THE NEW YORK TIMES: Shell Hasn't Seen Russian Audit Report: “The Royal Dutch/Shell Group of Cos. said Thursday it had yet to receive a copy of a report prepared by Russia's financial watchdog, which alleged that a consortium led by the oil giant had cost the state $2.5 billion in lost profits” (ShellNews.net) Posted 11 Feb 05
By THE ASSOCIATED PRESS
MOSCOW (AP) -- The Royal Dutch/Shell Group of Cos. said Thursday it had yet to receive a copy of a report prepared by Russia's financial watchdog, which alleged that a consortium led by the oil giant had cost the state $2.5 billion in lost profits.
The Vedomosti business daily reported Wednesday that the State Audit Chamber claims the Sakhalin Energy consortium, led by Shell, overspent on the initial stages of its Sakhalin-2 project -- established to explore offshore oil and gas fields around Russia's far-eastern Sakhalin island.
By overpaying for equipment and contractors, Shell cost the Russian government some $2.5 billion in lost profits, it quoted the report as saying.

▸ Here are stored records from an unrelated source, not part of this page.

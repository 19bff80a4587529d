pub mod hts221;
pub mod lis3mdl;
pub mod lps22hb;
pub mod lsm6dsl;
pub mod vl53l0x;
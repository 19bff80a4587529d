use embassy_time::Timer;
use embedded_hal::digital::OutputPin;
use embedded_hal_async::i2c::I2c;

// I2C Address (7-bit, device default after boot)
const VL53L0X_I2C_ADDRESS: u8 = 0x29;

// Registers
const REG_SYSRANGE_START: u8 = 0x00;
const REG_SYSTEM_INTERRUPT_CLEAR: u8 = 0x0B;
const REG_RESULT_INTERRUPT_STATUS: u8 = 0x13;
const REG_RESULT_RANGE_MM: u8 = 0x1E;
const REG_I2C_SLAVE_DEVICE_ADDRESS: u8 = 0x8A;
const REG_VHV_CONFIG_PAD_SCL_SDA_EXTSUP_HV: u8 = 0x89;
const REG_MSRC_CONFIG_CONTROL: u8 = 0x88;
const REG_IDENTIFICATION_MODEL_ID: u8 = 0xC0;

const MODEL_ID_VALUE: u8 = 0xEE;

// Internal stop-variable access goes through this vendor sequence
const REG_INTERNAL_TUNING_1: u8 = 0x80;
const REG_INTERNAL_TUNING_2: u8 = 0xFF;
const REG_STOP_VARIABLE: u8 = 0x91;

const BOOT_DELAY: u64 = 10; // millisec
const POLL_STEP: u64 = 1; // millisec
const RANGING_TIMEOUT_STEPS: u32 = 200;

// Readings at or above this are the device's "no target" sentinel
const OUT_OF_RANGE_MM: u16 = 8190;

fn validate_range(mm: u16) -> Option<u32> {
    if mm >= OUT_OF_RANGE_MM {
        None
    } else {
        Some(u32::from(mm))
    }
}

/// Time-of-flight ranging in single-shot polled mode. Owns the XSHUT line so
/// init can power-cycle the part; the GPIO1 interrupt line is left to the
/// board setup, ranging completion is polled over the bus instead.
pub struct Vl53l0x<I2C, XS> {
    i2c: I2C,
    i2c_address: u8,
    xshut: XS,
    stop_variable: u8,
}

impl<I2C: I2c, XS: OutputPin> Vl53l0x<I2C, XS> {
    pub fn new(i2c: I2C, xshut: XS) -> Self {
        Self {
            i2c,
            i2c_address: VL53L0X_I2C_ADDRESS,
            xshut,
            stop_variable: 0,
        }
    }

    /// Power-cycle the part, confirm the model ID, program the runtime I2C
    /// address and capture the stop variable used by every ranging cycle.
    pub async fn init(&mut self, address: u8) -> Result<(), &'static str> {
        self.xshut.set_low().map_err(|_| "XSHUT drive failed")?;
        Timer::after_millis(BOOT_DELAY).await;
        self.xshut.set_high().map_err(|_| "XSHUT drive failed")?;
        Timer::after_millis(BOOT_DELAY).await;

        if self.read_id().await? != MODEL_ID_VALUE {
            return Err("VL53L0X not detected");
        }

        self.write_reg(REG_I2C_SLAVE_DEVICE_ADDRESS, address & 0x7F)
            .await?;
        self.i2c_address = address & 0x7F;

        // 2.8 V I/O mode
        let vhv = self.read_reg(REG_VHV_CONFIG_PAD_SCL_SDA_EXTSUP_HV).await?;
        self.write_reg(REG_VHV_CONFIG_PAD_SCL_SDA_EXTSUP_HV, vhv | 0x01)
            .await?;

        // Standard ranging mode
        self.write_reg(REG_MSRC_CONFIG_CONTROL, 0x00).await?;

        self.write_reg(REG_INTERNAL_TUNING_1, 0x01).await?;
        self.write_reg(REG_INTERNAL_TUNING_2, 0x01).await?;
        self.write_reg(REG_SYSRANGE_START, 0x00).await?;
        self.stop_variable = self.read_reg(REG_STOP_VARIABLE).await?;
        self.write_reg(REG_SYSRANGE_START, 0x01).await?;
        self.write_reg(REG_INTERNAL_TUNING_2, 0x00).await?;
        self.write_reg(REG_INTERNAL_TUNING_1, 0x00).await?;

        Ok(())
    }

    pub async fn read_id(&mut self) -> Result<u8, &'static str> {
        self.read_reg(REG_IDENTIFICATION_MODEL_ID).await
    }

    /// One single-shot ranging cycle. Fails on bus errors, on a ranging
    /// timeout and on the device's out-of-range sentinel; the caller decides
    /// how to present the failure.
    pub async fn read_distance(&mut self) -> Result<u32, &'static str> {
        self.write_reg(REG_INTERNAL_TUNING_1, 0x01).await?;
        self.write_reg(REG_INTERNAL_TUNING_2, 0x01).await?;
        self.write_reg(REG_SYSRANGE_START, 0x00).await?;
        self.write_reg(REG_STOP_VARIABLE, self.stop_variable).await?;
        self.write_reg(REG_SYSRANGE_START, 0x01).await?;
        self.write_reg(REG_INTERNAL_TUNING_2, 0x00).await?;
        self.write_reg(REG_INTERNAL_TUNING_1, 0x00).await?;

        let mut steps = 0;
        while self.read_reg(REG_SYSRANGE_START).await? & 0x01 != 0 {
            steps += 1;
            if steps > RANGING_TIMEOUT_STEPS {
                return Err("VL53L0X ranging start timeout");
            }
            Timer::after_millis(POLL_STEP).await;
        }

        let mut steps = 0;
        while self.read_reg(REG_RESULT_INTERRUPT_STATUS).await? & 0x07 == 0 {
            steps += 1;
            if steps > RANGING_TIMEOUT_STEPS {
                return Err("VL53L0X ranging timeout");
            }
            Timer::after_millis(POLL_STEP).await;
        }

        let mut buf = [0u8; 2];
        self.i2c
            .write_read(self.i2c_address, &[REG_RESULT_RANGE_MM], &mut buf)
            .await
            .map_err(|_| "VL53L0X register read failed")?;

        self.write_reg(REG_SYSTEM_INTERRUPT_CLEAR, 0x01).await?;

        validate_range(u16::from_be_bytes(buf)).ok_or("VL53L0X out of range")
    }

    async fn read_reg(&mut self, reg: u8) -> Result<u8, &'static str> {
        let mut buf = [0u8; 1];
        self.i2c
            .write_read(self.i2c_address, &[reg], &mut buf)
            .await
            .map_err(|_| "VL53L0X register read failed")?;
        Ok(buf[0])
    }

    async fn write_reg(&mut self, reg: u8, value: u8) -> Result<(), &'static str> {
        self.i2c
            .write(self.i2c_address, &[reg, value])
            .await
            .map_err(|_| "VL53L0X register write failed")
    }
}

#[cfg(test)]
mod tests {
    use super::*;

    #[test]
    fn sentinel_readings_are_rejected() {
        assert_eq!(validate_range(0), Some(0));
        assert_eq!(validate_range(1234), Some(1234));
        assert_eq!(validate_range(8189), Some(8189));
        assert_eq!(validate_range(8190), None);
        assert_eq!(validate_range(8191), None);
    }
}
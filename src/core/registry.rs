//! Explicit multiton container.
//!
//! Instead of process-global instance maps, all cores live in a
//! [`CoreRegistry`] owned by whatever manages the application's lifetime (a
//! `main`, a test fixture, an embedding host). Independent registries never
//! collide, even for identical keys.

use dashmap::mapref::entry::Entry;
use dashmap::DashMap;
use std::sync::Arc;

use crate::core::{Controller, Facade, Model, View};
use crate::errors::{CoreError, CoreResult};

/// Registry of multiton cores keyed by opaque string.
///
/// Exactly one [`Facade`] (owning one Model, View, and Controller) exists per
/// key at any time. Cores are created lazily on first access and torn down as
/// a unit with [`remove_core`](CoreRegistry::remove_core), after which the key
/// is immediately reusable.
pub struct CoreRegistry {
    facades: DashMap<String, Arc<Facade>>,
}

impl CoreRegistry {
    pub fn new() -> Arc<Self> {
        Arc::new(Self {
            facades: DashMap::new(),
        })
    }

    /// Get the core for `key`, constructing it on first access.
    pub fn facade(self: &Arc<Self>, key: &str) -> Arc<Facade> {
        self.facades
            .entry(key.to_string())
            .or_insert_with(|| Facade::new(key, Arc::downgrade(self)))
            .value()
            .clone()
    }

    /// Construct the core for `key`, failing fast when the key is in use.
    ///
    /// The existing instance is NOT returned on conflict; callers who want
    /// get-or-create semantics use [`facade`](CoreRegistry::facade).
    pub fn try_create(self: &Arc<Self>, key: &str) -> CoreResult<Arc<Facade>> {
        match self.facades.entry(key.to_string()) {
            Entry::Occupied(_) => Err(CoreError::CoreAlreadyExists {
                key: key.to_string(),
            }),
            Entry::Vacant(vacant) => {
                let facade = Facade::new(key, Arc::downgrade(self));
                vacant.insert(Arc::clone(&facade));
                Ok(facade)
            }
        }
    }

    pub fn model(self: &Arc<Self>, key: &str) -> Arc<Model> {
        self.facade(key).model()
    }

    pub fn view(self: &Arc<Self>, key: &str) -> Arc<View> {
        self.facade(key).view()
    }

    pub fn controller(self: &Arc<Self>, key: &str) -> Arc<Controller> {
        self.facade(key).controller()
    }

    pub fn has_core(&self, key: &str) -> bool {
        self.facades.contains_key(key)
    }

    /// Number of live cores (useful for debugging/monitoring).
    pub fn core_count(&self) -> usize {
        self.facades.len()
    }

    /// Tear down the core for `key`: its Model, View, and Controller go with
    /// the facade, atomically from the caller's perspective. No notification
    /// is dispatched during teardown. Unknown keys are a no-op.
    pub fn remove_core(&self, key: &str) {
        if self.facades.remove(key).is_some() {
            tracing::debug!(core = %key, "core removed");
        }
    }
}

``The investors must reimburse the damages,'' the ITAR-Tass news agency quoted Mikhail Beskhmelnitsyn, an auditor with the Chamber as saying Thursday. ``If necessary, law enforcement bodies may get involved.''
A spokeswoman said Beskhmelnitsyn was unavailable for comment Thursday.
Shell spokesman Ivan Chernikovsky said the oil company had so far only received a list of recommendations from the Chamber, but it did not include a damages figure. He would not elaborate on the substance of the recommendations.
``We are sure that all questions will be resolved through negotiations,'' Chernikovsky said.
The Shakhalin-2 project has reserves of some 150 million tons of oil and 500 billion cubic meters of gas. Assuming an average price of $24 dollars per barrel, the Russian budget would receive $45 billion from the project over its lifetime, Chernikovsky said. On the New York Mercantile Exchange, light sweet crude for March delivery was trading around the $46 mark Thursday.
Zarko Stefanovsky, an oil and gas analyst at the Aton brokerage in Moscow, said it was unlikely that the report would lead to Shell or the other participants in the consortium having to pay up. He noted that while its reports generate considerable public interest, the Audit Chamber is a largely toothless body and none of its investigations have ended up in real claims.
Stefanovsky said the report may have been engineered to pressure the consortium to let the Gazprom state-controlled natural gas giant into the project. Gazprom, the world's biggest natural gas producer, is thought to be interested in joining.
President Vladimir Putin has made it a goal to recapture the state's lost influence in the crucial energy sector. The politically charged sale of the Yukos oil giant's biggest subsidiary to state-owned Rosneft was widely seen as a step toward that goal.